# Your task:
Show each line of the entries below in which the word "returned" appears.
BEGIN Given records
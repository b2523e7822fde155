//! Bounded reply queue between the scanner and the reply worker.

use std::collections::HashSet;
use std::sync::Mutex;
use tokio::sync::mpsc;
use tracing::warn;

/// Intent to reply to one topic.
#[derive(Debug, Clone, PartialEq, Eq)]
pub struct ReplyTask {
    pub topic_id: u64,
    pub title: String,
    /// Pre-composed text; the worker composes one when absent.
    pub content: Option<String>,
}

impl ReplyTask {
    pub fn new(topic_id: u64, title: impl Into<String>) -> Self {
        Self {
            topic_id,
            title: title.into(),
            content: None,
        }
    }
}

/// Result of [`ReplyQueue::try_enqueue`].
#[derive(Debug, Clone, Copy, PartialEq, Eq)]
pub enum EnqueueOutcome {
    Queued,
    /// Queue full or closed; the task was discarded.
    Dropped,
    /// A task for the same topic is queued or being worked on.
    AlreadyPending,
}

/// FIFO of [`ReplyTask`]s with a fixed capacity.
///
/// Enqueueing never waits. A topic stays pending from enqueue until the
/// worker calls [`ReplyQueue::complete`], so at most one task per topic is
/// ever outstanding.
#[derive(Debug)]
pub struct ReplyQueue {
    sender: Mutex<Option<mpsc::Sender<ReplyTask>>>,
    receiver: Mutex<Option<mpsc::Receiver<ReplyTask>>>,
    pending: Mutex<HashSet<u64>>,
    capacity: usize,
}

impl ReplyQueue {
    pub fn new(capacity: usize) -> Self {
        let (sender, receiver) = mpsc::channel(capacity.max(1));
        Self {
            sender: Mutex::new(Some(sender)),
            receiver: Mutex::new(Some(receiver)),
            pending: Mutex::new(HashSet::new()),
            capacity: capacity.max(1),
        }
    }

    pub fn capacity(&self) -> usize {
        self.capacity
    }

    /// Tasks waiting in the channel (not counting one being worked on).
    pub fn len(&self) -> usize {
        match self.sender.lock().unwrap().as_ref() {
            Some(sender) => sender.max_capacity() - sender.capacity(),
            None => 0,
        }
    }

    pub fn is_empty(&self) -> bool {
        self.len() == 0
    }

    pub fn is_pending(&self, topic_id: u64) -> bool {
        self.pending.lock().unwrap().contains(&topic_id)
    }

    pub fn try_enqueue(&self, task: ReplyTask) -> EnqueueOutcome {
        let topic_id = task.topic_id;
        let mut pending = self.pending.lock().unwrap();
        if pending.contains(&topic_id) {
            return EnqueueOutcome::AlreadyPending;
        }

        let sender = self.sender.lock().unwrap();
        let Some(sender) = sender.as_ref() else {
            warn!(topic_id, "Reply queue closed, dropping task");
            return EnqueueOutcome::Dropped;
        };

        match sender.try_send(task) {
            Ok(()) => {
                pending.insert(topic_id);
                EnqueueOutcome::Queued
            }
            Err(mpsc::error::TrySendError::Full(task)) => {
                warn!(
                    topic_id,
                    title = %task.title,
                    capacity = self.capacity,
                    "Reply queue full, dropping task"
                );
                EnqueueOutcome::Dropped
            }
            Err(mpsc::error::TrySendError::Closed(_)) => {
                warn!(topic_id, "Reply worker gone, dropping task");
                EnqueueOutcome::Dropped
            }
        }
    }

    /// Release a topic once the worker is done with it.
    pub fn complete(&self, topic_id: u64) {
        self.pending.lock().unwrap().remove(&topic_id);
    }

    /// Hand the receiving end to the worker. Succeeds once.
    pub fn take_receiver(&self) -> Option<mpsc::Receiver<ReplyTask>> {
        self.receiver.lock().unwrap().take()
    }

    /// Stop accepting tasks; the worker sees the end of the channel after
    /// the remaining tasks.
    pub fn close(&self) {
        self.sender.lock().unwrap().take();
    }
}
END Given records
BEGIN Given records
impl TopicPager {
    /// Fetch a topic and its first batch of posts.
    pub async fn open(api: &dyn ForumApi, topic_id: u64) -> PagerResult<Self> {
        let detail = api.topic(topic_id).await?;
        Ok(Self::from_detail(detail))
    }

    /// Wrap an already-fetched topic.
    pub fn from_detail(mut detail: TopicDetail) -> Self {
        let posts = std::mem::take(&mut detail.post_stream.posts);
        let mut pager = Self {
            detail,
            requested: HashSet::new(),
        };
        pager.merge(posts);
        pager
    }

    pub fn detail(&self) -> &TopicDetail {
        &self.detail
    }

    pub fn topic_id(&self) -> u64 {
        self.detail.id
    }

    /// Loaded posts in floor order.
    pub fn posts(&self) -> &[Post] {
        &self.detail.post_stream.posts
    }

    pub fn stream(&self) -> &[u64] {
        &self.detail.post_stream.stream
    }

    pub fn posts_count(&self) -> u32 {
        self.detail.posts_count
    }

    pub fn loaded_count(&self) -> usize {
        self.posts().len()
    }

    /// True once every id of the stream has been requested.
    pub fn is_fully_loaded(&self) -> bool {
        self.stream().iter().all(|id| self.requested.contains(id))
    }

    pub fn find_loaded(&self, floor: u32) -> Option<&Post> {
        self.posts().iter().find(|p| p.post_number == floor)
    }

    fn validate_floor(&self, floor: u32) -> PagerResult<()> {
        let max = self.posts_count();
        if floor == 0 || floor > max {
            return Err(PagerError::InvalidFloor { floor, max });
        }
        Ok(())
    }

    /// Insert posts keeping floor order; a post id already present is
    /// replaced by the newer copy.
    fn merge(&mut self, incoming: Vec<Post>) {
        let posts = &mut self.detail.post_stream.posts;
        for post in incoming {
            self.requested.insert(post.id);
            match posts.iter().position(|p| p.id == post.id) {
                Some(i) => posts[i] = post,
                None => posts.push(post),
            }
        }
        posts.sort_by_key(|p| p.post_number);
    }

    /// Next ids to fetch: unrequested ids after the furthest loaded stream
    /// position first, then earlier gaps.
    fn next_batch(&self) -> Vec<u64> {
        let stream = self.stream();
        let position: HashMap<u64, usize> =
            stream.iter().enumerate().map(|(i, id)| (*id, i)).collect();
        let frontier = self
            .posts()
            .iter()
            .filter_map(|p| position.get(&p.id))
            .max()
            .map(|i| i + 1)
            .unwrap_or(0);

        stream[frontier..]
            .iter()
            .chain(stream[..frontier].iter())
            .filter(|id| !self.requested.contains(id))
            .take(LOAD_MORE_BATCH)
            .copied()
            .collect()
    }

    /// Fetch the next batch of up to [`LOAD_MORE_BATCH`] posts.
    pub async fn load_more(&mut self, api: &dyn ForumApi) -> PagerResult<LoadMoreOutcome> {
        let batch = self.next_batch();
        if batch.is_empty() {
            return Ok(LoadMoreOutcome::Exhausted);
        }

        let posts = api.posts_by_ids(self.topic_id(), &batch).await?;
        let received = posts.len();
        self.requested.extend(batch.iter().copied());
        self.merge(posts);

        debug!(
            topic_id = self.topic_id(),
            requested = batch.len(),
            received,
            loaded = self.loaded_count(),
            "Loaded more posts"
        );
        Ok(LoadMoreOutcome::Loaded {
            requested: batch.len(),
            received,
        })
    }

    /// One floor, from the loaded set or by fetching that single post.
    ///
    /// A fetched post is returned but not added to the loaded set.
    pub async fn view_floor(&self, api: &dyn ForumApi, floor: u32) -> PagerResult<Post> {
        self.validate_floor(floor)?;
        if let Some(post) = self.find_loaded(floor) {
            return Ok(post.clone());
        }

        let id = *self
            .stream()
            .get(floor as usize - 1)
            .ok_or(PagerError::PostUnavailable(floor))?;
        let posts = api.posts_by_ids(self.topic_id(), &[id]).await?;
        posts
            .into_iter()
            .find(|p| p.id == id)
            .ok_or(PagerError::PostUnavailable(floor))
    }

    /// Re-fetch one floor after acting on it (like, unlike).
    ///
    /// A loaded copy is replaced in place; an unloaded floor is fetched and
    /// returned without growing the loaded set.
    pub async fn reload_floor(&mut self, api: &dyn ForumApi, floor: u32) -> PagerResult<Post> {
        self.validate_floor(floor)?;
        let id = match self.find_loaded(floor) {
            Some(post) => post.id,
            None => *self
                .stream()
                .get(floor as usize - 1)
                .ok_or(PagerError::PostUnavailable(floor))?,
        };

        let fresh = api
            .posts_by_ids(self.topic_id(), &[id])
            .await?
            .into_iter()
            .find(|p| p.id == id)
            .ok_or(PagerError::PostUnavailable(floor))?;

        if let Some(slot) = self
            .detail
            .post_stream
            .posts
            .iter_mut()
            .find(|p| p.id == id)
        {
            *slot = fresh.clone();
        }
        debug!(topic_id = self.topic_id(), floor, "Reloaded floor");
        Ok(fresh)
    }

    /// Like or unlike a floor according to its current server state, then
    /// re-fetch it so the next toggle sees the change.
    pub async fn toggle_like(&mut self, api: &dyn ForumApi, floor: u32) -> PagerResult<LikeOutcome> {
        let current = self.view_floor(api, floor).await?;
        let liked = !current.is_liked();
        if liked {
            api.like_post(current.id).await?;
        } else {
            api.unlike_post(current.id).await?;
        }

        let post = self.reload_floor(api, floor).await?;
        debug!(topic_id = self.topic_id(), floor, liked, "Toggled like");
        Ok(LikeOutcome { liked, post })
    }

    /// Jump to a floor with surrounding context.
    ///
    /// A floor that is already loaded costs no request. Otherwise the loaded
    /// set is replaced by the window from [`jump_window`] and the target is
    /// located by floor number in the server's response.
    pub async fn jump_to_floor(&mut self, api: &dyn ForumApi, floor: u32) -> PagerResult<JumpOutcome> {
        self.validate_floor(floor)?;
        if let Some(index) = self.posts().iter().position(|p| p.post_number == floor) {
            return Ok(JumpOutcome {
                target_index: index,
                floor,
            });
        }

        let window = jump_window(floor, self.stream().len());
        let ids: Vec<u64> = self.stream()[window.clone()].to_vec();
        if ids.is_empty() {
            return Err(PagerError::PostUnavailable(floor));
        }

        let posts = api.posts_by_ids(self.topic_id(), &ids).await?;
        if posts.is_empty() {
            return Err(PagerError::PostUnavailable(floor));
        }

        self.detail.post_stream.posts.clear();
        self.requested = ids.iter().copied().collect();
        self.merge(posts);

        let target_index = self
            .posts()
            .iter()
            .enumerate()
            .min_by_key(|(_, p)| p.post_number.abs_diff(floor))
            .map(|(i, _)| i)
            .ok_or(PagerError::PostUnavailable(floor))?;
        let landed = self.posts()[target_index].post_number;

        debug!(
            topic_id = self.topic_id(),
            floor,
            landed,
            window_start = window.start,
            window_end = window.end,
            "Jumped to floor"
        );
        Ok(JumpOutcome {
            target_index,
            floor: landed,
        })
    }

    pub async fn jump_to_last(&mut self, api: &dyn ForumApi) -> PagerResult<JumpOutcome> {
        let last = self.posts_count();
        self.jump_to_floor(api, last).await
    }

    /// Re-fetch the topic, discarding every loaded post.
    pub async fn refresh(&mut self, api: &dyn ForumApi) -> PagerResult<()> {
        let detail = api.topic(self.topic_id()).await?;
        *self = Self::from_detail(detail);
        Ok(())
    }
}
END Given records
# Answer for this exercise:
    /// A fetched post is returned but not added to the loaded set.
    /// returned without growing the loaded set.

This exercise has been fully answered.